▶ Exercise prompt:
Report every line of the records that includes the word "SourceConfig".

[Stored records]
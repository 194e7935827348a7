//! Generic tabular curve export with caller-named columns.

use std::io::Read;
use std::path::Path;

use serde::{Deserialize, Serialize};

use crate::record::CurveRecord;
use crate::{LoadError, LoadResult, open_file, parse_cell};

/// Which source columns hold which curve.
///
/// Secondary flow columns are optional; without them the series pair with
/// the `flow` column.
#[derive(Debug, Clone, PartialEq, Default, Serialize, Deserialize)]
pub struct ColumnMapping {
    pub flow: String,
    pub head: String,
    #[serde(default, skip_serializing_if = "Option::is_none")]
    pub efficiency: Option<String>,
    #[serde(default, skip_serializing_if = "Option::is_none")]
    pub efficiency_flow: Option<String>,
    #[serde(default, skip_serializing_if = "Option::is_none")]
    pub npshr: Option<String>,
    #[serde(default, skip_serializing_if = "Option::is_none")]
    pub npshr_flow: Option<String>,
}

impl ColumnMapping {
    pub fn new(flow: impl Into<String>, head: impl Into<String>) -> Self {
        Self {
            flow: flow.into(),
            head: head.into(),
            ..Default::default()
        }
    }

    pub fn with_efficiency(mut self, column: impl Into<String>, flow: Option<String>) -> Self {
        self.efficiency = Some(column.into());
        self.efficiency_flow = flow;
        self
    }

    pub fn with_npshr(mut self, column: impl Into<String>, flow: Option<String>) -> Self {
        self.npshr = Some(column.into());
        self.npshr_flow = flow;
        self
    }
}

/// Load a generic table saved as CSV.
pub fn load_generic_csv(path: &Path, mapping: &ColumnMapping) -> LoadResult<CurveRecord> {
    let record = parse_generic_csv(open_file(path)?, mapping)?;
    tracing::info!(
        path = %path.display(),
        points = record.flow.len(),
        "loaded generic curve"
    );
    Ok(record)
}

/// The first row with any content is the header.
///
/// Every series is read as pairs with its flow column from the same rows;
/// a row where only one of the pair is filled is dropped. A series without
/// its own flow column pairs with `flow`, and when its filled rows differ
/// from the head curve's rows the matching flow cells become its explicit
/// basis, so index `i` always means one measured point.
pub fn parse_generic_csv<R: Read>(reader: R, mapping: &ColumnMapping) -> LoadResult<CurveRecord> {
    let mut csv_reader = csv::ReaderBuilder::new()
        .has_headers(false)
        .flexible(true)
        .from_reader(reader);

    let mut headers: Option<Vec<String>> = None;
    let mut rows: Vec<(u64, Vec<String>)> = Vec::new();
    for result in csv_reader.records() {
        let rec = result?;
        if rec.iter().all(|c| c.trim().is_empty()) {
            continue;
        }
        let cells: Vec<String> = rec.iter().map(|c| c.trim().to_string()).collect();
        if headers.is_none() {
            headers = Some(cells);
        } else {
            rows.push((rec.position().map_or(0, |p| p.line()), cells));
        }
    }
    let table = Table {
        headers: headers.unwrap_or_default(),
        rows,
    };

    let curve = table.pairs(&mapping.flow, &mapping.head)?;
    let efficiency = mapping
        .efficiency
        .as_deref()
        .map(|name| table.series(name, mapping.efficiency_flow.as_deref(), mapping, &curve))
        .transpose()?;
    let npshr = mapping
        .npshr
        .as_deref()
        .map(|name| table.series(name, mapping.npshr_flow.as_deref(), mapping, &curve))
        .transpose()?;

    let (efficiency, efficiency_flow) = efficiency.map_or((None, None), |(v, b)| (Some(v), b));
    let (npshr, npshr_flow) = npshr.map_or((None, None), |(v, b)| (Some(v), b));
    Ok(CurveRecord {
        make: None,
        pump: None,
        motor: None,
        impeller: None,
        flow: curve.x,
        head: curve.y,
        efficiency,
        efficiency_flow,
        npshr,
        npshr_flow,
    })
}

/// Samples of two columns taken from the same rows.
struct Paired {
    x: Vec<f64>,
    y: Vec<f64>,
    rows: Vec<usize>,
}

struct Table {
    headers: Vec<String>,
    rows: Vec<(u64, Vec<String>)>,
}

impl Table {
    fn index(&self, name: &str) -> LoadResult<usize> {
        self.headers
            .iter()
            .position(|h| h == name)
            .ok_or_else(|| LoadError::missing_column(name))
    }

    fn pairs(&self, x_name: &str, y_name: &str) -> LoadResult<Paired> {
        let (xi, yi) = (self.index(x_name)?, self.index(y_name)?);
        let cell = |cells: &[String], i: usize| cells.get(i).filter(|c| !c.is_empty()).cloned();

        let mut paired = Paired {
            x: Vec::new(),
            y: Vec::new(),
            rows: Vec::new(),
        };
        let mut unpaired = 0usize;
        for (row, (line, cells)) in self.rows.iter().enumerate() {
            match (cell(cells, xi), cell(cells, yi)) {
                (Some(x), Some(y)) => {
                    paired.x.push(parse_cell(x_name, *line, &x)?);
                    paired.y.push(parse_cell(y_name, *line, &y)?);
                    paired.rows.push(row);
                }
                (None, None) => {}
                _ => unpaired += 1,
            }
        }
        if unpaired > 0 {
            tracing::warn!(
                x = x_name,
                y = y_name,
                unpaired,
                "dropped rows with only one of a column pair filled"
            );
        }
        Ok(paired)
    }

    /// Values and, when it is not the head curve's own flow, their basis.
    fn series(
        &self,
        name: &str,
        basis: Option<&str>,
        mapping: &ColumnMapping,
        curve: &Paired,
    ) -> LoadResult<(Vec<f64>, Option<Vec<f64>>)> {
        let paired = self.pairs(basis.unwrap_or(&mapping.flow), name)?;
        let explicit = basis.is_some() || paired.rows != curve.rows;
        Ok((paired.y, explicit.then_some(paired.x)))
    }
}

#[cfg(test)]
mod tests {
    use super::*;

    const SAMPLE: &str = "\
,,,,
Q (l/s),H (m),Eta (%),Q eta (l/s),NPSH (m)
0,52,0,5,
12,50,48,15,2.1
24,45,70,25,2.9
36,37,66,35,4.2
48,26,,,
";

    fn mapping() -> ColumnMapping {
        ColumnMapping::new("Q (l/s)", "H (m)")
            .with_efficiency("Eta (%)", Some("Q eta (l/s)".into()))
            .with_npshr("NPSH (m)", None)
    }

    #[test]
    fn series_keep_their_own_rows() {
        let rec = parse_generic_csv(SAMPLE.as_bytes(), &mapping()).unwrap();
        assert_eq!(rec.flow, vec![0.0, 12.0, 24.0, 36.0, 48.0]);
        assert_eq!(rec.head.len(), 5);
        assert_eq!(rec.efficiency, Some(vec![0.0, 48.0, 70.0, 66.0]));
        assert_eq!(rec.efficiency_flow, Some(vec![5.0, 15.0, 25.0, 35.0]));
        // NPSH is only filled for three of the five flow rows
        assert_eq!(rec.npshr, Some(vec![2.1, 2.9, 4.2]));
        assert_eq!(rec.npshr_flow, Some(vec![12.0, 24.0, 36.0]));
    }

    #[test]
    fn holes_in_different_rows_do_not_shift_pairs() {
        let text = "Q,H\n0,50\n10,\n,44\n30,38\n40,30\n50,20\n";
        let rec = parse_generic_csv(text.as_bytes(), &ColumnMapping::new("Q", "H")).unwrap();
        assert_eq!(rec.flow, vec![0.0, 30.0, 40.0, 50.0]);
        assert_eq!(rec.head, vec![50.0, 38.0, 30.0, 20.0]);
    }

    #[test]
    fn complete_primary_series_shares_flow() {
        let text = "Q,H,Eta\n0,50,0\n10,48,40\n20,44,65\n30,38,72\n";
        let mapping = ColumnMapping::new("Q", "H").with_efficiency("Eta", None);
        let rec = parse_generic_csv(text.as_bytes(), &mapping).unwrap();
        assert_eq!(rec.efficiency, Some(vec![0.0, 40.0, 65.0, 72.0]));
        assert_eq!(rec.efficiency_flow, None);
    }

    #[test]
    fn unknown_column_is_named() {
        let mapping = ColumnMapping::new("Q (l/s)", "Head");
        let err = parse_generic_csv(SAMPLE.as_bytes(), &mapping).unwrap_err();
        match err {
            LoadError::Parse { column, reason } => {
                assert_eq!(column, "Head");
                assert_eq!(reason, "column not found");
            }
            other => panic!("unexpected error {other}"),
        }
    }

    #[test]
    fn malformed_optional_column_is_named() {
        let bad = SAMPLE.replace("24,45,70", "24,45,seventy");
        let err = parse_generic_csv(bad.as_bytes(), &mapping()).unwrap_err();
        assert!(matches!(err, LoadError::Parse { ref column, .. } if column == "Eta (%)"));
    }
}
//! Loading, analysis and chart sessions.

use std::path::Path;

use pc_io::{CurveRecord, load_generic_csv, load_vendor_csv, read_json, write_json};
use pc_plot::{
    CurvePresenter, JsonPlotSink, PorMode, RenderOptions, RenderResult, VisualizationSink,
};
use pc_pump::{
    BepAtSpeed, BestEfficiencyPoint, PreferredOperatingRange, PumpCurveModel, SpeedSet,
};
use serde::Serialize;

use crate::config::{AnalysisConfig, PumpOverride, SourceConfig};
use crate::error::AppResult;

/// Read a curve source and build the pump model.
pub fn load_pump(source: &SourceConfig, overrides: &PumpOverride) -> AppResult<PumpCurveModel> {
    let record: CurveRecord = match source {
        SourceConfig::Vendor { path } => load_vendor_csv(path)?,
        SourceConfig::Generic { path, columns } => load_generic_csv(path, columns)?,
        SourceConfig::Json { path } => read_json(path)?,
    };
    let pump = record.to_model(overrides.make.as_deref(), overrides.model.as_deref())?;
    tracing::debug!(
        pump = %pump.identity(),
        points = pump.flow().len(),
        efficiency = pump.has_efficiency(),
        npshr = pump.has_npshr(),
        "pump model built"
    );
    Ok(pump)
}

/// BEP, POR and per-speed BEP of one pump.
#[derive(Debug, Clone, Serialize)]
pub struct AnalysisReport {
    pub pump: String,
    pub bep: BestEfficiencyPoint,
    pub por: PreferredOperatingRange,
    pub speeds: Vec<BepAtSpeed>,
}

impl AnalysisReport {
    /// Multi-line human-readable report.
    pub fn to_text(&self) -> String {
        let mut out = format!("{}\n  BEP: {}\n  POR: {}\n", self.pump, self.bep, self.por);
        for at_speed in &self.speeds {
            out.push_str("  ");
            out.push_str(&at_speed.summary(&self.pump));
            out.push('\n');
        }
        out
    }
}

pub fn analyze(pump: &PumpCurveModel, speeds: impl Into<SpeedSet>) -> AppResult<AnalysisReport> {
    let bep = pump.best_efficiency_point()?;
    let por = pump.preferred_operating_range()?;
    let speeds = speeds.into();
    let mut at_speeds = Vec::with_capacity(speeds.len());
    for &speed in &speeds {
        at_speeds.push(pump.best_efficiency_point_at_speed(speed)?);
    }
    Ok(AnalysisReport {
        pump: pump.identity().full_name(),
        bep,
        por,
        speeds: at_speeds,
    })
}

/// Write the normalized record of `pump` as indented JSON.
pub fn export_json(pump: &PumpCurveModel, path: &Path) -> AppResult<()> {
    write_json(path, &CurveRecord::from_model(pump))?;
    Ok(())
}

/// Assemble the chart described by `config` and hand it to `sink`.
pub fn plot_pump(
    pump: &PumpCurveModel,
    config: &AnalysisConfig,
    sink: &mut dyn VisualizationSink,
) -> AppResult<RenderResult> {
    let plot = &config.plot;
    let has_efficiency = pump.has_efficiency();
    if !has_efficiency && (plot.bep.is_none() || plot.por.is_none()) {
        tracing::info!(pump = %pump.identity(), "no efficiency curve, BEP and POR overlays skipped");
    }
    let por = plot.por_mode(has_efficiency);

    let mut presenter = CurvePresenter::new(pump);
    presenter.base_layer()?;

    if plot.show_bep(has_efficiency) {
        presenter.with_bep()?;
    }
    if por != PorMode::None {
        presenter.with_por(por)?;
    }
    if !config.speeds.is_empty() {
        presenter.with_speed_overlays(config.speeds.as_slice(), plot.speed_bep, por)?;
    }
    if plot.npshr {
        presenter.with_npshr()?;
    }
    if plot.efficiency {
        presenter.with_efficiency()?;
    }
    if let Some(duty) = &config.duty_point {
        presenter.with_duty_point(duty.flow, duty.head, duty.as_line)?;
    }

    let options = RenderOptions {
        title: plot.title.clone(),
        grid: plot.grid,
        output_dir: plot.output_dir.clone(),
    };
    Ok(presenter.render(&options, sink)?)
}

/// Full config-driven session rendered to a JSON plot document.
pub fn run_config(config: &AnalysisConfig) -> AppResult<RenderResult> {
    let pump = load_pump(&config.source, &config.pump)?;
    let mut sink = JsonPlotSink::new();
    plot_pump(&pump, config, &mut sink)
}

* * *

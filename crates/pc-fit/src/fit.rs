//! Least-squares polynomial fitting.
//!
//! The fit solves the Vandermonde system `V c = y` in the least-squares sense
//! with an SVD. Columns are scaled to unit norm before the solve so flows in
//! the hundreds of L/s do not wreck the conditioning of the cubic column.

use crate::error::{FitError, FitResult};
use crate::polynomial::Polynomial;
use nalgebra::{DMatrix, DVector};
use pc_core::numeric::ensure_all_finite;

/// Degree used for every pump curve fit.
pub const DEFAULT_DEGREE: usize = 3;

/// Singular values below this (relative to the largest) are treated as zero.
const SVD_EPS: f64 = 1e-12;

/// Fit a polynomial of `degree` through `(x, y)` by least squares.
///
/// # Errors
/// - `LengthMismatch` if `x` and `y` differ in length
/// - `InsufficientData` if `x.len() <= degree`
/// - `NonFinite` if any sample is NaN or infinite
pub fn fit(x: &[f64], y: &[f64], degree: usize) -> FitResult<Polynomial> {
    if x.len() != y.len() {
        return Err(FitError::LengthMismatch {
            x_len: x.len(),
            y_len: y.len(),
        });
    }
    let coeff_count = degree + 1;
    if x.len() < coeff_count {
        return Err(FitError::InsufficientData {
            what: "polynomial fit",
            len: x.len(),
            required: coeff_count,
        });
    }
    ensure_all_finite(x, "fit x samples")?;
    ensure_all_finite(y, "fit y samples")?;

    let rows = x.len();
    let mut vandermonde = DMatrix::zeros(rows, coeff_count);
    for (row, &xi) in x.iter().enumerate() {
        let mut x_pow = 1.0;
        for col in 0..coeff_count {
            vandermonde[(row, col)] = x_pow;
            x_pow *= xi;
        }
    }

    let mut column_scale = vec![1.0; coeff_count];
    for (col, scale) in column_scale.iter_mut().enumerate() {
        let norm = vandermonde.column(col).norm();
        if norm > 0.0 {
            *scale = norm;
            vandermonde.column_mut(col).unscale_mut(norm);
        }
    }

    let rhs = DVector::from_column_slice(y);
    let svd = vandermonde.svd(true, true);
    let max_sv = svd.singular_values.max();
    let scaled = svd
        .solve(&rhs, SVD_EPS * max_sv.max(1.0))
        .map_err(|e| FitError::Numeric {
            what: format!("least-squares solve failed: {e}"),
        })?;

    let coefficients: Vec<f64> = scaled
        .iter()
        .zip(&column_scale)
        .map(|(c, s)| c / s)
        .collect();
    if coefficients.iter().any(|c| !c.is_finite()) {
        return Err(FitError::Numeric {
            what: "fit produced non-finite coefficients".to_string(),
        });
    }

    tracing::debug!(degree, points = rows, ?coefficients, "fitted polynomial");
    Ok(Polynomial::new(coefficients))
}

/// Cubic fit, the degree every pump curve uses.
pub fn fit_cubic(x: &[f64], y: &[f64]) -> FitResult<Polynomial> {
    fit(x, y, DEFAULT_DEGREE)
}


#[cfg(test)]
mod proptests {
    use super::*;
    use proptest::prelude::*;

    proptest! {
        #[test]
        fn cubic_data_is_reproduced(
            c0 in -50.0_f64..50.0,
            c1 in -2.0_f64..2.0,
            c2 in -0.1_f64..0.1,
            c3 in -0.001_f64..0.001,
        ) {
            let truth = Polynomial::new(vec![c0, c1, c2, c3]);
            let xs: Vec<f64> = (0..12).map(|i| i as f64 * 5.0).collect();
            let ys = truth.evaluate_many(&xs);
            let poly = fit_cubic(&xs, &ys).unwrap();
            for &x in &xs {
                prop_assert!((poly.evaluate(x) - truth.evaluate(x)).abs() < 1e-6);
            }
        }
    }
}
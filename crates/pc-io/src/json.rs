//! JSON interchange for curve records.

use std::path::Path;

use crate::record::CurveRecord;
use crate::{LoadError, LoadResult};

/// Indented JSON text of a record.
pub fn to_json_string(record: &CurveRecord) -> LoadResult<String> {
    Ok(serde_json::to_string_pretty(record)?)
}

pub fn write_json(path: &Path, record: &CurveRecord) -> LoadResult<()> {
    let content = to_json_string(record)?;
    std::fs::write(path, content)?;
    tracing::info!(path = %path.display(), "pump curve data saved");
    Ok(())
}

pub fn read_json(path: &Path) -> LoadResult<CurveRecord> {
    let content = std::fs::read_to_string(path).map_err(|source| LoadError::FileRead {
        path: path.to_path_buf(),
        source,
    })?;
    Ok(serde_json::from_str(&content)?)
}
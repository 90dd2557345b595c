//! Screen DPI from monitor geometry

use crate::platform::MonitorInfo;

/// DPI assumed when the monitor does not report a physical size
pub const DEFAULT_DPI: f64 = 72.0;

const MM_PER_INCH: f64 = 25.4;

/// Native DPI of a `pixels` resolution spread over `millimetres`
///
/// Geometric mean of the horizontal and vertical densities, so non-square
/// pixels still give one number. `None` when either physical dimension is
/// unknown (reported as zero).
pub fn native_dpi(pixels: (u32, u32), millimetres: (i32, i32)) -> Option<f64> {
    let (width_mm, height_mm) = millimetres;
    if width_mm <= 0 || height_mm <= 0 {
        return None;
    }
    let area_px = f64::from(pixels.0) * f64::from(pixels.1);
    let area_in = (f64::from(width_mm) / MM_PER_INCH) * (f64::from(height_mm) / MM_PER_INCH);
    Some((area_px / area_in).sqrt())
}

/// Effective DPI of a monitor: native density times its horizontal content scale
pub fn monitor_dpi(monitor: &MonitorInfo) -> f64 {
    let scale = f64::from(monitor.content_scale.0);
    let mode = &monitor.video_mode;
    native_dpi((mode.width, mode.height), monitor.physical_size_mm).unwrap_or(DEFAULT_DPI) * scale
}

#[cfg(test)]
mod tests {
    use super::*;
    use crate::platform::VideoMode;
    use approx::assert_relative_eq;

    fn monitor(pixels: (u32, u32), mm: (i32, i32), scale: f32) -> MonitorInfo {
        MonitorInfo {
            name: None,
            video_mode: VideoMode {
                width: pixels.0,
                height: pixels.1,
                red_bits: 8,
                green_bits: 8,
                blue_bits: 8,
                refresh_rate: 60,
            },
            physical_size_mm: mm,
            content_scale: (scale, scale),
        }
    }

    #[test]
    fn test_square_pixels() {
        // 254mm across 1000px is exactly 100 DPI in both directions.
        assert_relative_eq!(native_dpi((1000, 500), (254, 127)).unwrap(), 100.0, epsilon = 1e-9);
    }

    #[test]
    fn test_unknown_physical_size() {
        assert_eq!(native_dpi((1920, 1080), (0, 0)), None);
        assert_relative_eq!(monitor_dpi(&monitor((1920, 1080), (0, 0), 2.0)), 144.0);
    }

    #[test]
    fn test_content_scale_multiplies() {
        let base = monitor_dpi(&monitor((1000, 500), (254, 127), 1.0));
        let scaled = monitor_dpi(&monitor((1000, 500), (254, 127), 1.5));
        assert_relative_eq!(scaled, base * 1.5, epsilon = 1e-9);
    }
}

▶ Exercise solution:
use crate::config::{AnalysisConfig, PumpOverride, SourceConfig};
pub fn load_pump(source: &SourceConfig, overrides: &PumpOverride) -> AppResult<PumpCurveModel> {
        SourceConfig::Vendor { path } => load_vendor_csv(path)?,
        SourceConfig::Generic { path, columns } => load_generic_csv(path, columns)?,
        SourceConfig::Json { path } => read_json(path)?,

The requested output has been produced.